US media storm over murder trial of abortionist Kermit Gosnell

Anti-abortion pundits have berated ‘pro-abortion mainstream media’ for ‘deliberately ignoring’ case

The murder trial of Dr Kermit Gosnell, a Philadelphia abortionist, is in its fifth week. For four of those, although the allegations against him are shocking, the case exercised largely only the local press.

In the last week, papers and TV have rushed to cover the story as it became the centre of an acrimonious media storm, as much to do with the US’s abortion “culture war” as with the case itself.


'Mainstream media'
Anti-abortion pundits have berated the "pro-abortion mainstream media" for "deliberately ignoring" the case because it casts a poor light on abortion. There were even calls and letters in faraway Dublin to this paper demanding to know why we are "suppressing" it, why we cover Savita but not Gosnell, suggesting that we too are part of a liberal media conspiracy.

But first, Gosnell.

READ MORE

Gosnell (72) was charged in January 2011 after a grand jury probe. He faces 26 charges, including eight counts of murder for the deaths of seven newborn infants by “snipping” their necks with scissors, and of a pregnant 41-year-old patient. If convicted in the woman’s death, caused allegedly by an overdose of drugs from the clinic, Gosnell could face the death penalty. He denies that any of the “aborted” babies were born alive and says the woman died of unexpected complications.

Eight other staff in the clinic were charged. All of them pleaded guilty.

The opening of the grand jury report outlines the allegations graphically: “This case is about a doctor who killed babies and endangered women . . . he regularly and illegally delivered live, viable, babies in the third trimester of pregnancy – and then murdered these newborns by severing their spinal cords with scissors. The medical practice by which he carried out this business was a filthy fraud in which he overdosed his patients with dangerous drugs, spread venereal disease among them with infected instruments, perforated their wombs and bowels – and, on at least two occasions, caused their deaths.”

On Monday a city medical examiner in evidence described body parts from 47 foetuses removed from the filthy clinic where they had been frozen and stored in pet food containers, some in a water jug and a juice carton.

But what does the case say about the abortion industry, particularly in the minority of states where late abortions are permitted?

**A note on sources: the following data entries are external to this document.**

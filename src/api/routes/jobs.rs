//! Job handlers: batch submission, cancellation and status.

use super::{CancelAllResponse, DownloadResponse, ErrorBody, MessageResponse};
use crate::api::AppState;
use crate::error::Error;
use crate::relay::{CancelAllReport, CancelOutcome};
use crate::types::EpisodeId;
use axum::{
    Json,
    body::Bytes,
    extract::{Path, State},
    http::StatusCode,
    response::{IntoResponse, Response},
};

const INVALID_URLS: &str = "URLs must be provided as an array";

/// Pull `urls` out of a request body, accepting only an array of strings
fn parse_urls(body: &[u8]) -> Option<Vec<String>> {
    let value: serde_json::Value = serde_json::from_slice(body).ok()?;
    value
        .get("urls")?
        .as_array()?
        .iter()
        .map(|url| url.as_str().map(str::to_string))
        .collect()
}

fn error_response(status: StatusCode, body: ErrorBody) -> Response {
    (status, Json(body)).into_response()
}

/// POST /download - Process a batch of episode URLs
///
/// Responds once every episode has been downloaded and uploaded, failed, or
/// been cancelled. Per-episode failures are reported in `results`.
#[utoipa::path(
    post,
    path = "/download",
    tag = "jobs",
    request_body = super::DownloadRequest,
    responses(
        (status = 200, description = "Batch finished", body = DownloadResponse),
        (status = 400, description = "URLs missing or not an array of strings", body = ErrorBody),
        (status = 500, description = "Storage login failed", body = ErrorBody)
    )
)]
pub async fn start_downloads(State(state): State<AppState>, body: Bytes) -> Response {
    let Some(urls) = parse_urls(&body) else {
        return error_response(StatusCode::BAD_REQUEST, ErrorBody::new(INVALID_URLS));
    };

    tracing::info!(count = urls.len(), "Received download batch");

    // The batch runs on its own task so a dropped connection does not
    // abandon jobs halfway through their stages.
    let relay = state.relay.clone();
    let batch = tokio::spawn(async move { relay.process_batch(&urls).await });

    match batch.await {
        Ok(Ok(results)) => (
            StatusCode::OK,
            Json(DownloadResponse {
                message: "Processing completed".to_string(),
                results,
            }),
        )
            .into_response(),
        Ok(Err(e)) => {
            tracing::error!(error = %e, "Failed to process downloads");
            error_response(
                StatusCode::INTERNAL_SERVER_ERROR,
                ErrorBody::with_details("Failed to process downloads", e.to_string()),
            )
        }
        Err(e) => {
            tracing::error!(error = %e, "Download batch task failed");
            Error::Other(format!("download batch task failed: {}", e)).into_response()
        }
    }
}

/// POST /cancel/:episodeNumber - Cancel one active episode
#[utoipa::path(
    post,
    path = "/cancel/{episodeNumber}",
    tag = "jobs",
    params(
        ("episodeNumber" = i64, Path, description = "Episode number (1-based position in its batch)")
    ),
    responses(
        (status = 200, description = "Episode cancelled", body = MessageResponse),
        (status = 400, description = "Episode number is not an integer", body = ErrorBody),
        (status = 404, description = "No active process for this episode", body = ErrorBody)
    )
)]
pub async fn cancel_episode(
    State(state): State<AppState>,
    Path(episode_number): Path<String>,
) -> Response {
    let Ok(id) = episode_number.parse::<EpisodeId>() else {
        return error_response(
            StatusCode::BAD_REQUEST,
            ErrorBody::new(format!("Invalid episode number: {}", episode_number)),
        );
    };

    match state.relay.cancel_one(id).await {
        CancelOutcome::Cancelled => (
            StatusCode::OK,
            Json(MessageResponse::new(format!(
                "Process for episode {} cancelled successfully",
                id
            ))),
        )
            .into_response(),
        CancelOutcome::NotFound => error_response(
            StatusCode::NOT_FOUND,
            ErrorBody::new(format!("No active process found for episode {}", id)),
        ),
    }
}

/// POST /cancelall - Cancel every active episode
#[utoipa::path(
    post,
    path = "/cancelall",
    tag = "jobs",
    responses(
        (status = 200, description = "All active episodes were attempted", body = CancelAllResponse),
        (status = 404, description = "No active processes", body = ErrorBody)
    )
)]
pub async fn cancel_all_episodes(State(state): State<AppState>) -> Response {
    match state.relay.cancel_all().await {
        CancelAllReport::NoActiveJobs => error_response(
            StatusCode::NOT_FOUND,
            ErrorBody::new("No active processes found"),
        ),
        CancelAllReport::Completed { successful, failed } => (
            StatusCode::OK,
            Json(CancelAllResponse {
                message: format!("Cancelled {} active process(es)", successful.len()),
                total_cancelled: successful.len(),
                total_failed: failed.len(),
                successful_cancellations: successful,
                failed_cancellations: failed,
            }),
        )
            .into_response(),
    }
}

/// GET /status - Downloaded files, job logs and active episodes
#[utoipa::path(
    get,
    path = "/status",
    tag = "jobs",
    responses(
        (status = 200, description = "Current relay status", body = crate::relay::StatusReport),
        (status = 500, description = "Download or logs directory unreadable", body = ErrorBody)
    )
)]
pub async fn get_status(State(state): State<AppState>) -> Response {
    match state.relay.status().await {
        Ok(report) => (StatusCode::OK, Json(report)).into_response(),
        Err(e) => {
            tracing::error!(error = %e, "Failed to get status");
            error_response(
                StatusCode::INTERNAL_SERVER_ERROR,
                ErrorBody::with_details("Failed to get status", e.to_string()),
            )
        }
    }
}

#[allow(clippy::unwrap_used, clippy::expect_used)]
#[cfg(test)]
mod tests {
    use super::parse_urls;

    #[test]
    fn test_parse_urls_accepts_array_of_strings() {
        assert_eq!(
            parse_urls(br#"{"urls":["a","b"]}"#),
            Some(vec!["a".to_string(), "b".to_string()])
        );
        assert_eq!(parse_urls(br#"{"urls":[]}"#), Some(vec![]));
    }

    #[test]
    fn test_parse_urls_rejects_everything_else() {
        for body in [
            &b"not json"[..],
            br#"{}"#,
            br#"{"urls":"https://example.com"}"#,
            br#"{"urls":["a",2]}"#,
            br#"["a"]"#,
            b"",
        ] {
            assert_eq!(parse_urls(body), None, "{:?}", String::from_utf8_lossy(body));
        }
    }
}
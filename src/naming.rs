//! Output file naming for episodes
//!
//! Every episode lands in the download directory under a fixed,
//! human-readable name that embeds its 2-digit zero-padded number. The
//! mapping is invertible so cleanup can go from a file name back to the
//! episode that owns it.
//!
//! yt-dlp leaves intermediates next to the output while it works
//! (`<name>.part`, `<name>.ytdl`, `<name>.part-Frag3`, and per-format files
//! such as `<stem>.f137.mp4`). [`EpisodeNaming::is_artifact_of`] recognizes
//! all of them so cleanup can sweep an episode's files.

use crate::types::EpisodeId;
use serde::{Deserialize, Serialize};
use std::path::{Path, PathBuf};

/// Template around the episode number
#[derive(Clone, Debug, PartialEq, Eq, Serialize, Deserialize)]
pub struct EpisodeNaming {
    /// Text before the episode number
    #[serde(default = "default_prefix")]
    pub prefix: String,
    /// Text after the episode number, including the extension
    #[serde(default = "default_suffix")]
    pub suffix: String,
}

impl Default for EpisodeNaming {
    fn default() -> Self {
        Self {
            prefix: default_prefix(),
            suffix: default_suffix(),
        }
    }
}

impl EpisodeNaming {
    /// File name for an episode, e.g. `"... S01E07 1080p x264 Hindi.mp4"`
    pub fn file_name(&self, episode: EpisodeId) -> String {
        format!("{}{:02}{}", self.prefix, episode.get(), self.suffix)
    }

    /// Full local path for an episode under `dir`
    pub fn local_path(&self, dir: &Path, episode: EpisodeId) -> PathBuf {
        dir.join(self.file_name(episode))
    }

    /// Recover the episode number from a file name produced by [`file_name`](Self::file_name)
    pub fn parse_episode(&self, name: &str) -> Option<EpisodeId> {
        let digits = name
            .strip_prefix(self.prefix.as_str())?
            .strip_suffix(self.suffix.as_str())?;
        if digits.is_empty() || !digits.bytes().all(|b| b.is_ascii_digit()) {
            return None;
        }
        let episode = digits.parse().ok().map(EpisodeId)?;
        // Only canonical names: "S01E007" is not episode 7's file
        (self.file_name(episode) == name).then_some(episode)
    }

    /// Whether `name` is the episode's file or one of yt-dlp's intermediates for it
    pub fn is_artifact_of(&self, name: &str, episode: EpisodeId) -> bool {
        self.parse_episode(name) == Some(episode)
            || name
                .strip_prefix(self.intermediate_stem(episode).as_str())
                .is_some_and(|rest| rest.starts_with('.'))
    }

    /// File name without its final extension; yt-dlp inserts format ids after it
    fn intermediate_stem(&self, episode: EpisodeId) -> String {
        let suffix_stem = self
            .suffix
            .rfind('.')
            .map_or(self.suffix.as_str(), |dot| &self.suffix[..dot]);
        format!("{}{:02}{}", self.prefix, episode.get(), suffix_stem)
    }
}

fn default_prefix() -> String {
    "My Girlfriend is An Alien S01E".to_string()
}

fn default_suffix() -> String {
    " 1080p x264 Hindi.mp4".to_string()
}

The conditions and the practices alleged in the clinic were abominable. He should have been shut down and a long time ago – on that pro- and anti-choice campaigners are completely at one.

But the argument that Gosnett is representative of the reality of abortion practice in America is a sweeping and unfair claim that simply does not stand up any more than Dr Harold Shipman can be used as an argument against British care for the elderly.

Where the lobby has its strongest argument in generalising from the case, one shared by feminists, is in pointing to the complete failure of the Philadelphia regulatory authorities who knew of, to a degree, and failed for years to act on the conditions in the clinic. From 1979 when Gosnell was licenced as an abortion provider there were three on-site inspections, all revealing violation Nothing was done. Complaints about Gosnell from injured women, a doctor and a medical examiner went unheeded.

“We think the reason no one acted,” the grand jury argued, “is because the women in question were poor and of colour, because the victims were infants without identities, and because the subject was the political football of abortion.”

Such failures make the story one deserving of media coverage on public interest grounds and give cause to critics who complained that it was being ignored. Yet the truth is that many such critics were writing for media outlets which themselves had not covered the story.

It is far from clear that, as some allege, decisions were taken not to report the story. A Washington Post editor has admitted what would be true for many, including this paper's editors, that he simply had not known of the story until readers emailed him last week. "I wish I could be conscious of all stories everywhere, but I can't be," he said. "We never decide what to cover for ideological reasons, no matter what critics might claim."


Media ethics
Kelly McBride, an expert on media ethics at the Poynter Institute, says she sees no evidence of any cover-up, simply confusion by news editors over whether the story merited national attention.

In truth, choices about what few stories to report out of the millions out there are more often the product as much of news editors’ dawning perceptions of what others are reporting, sometimes manifested in social media storms, as they are of that elusive concept of “news values”, less still an ideological agenda.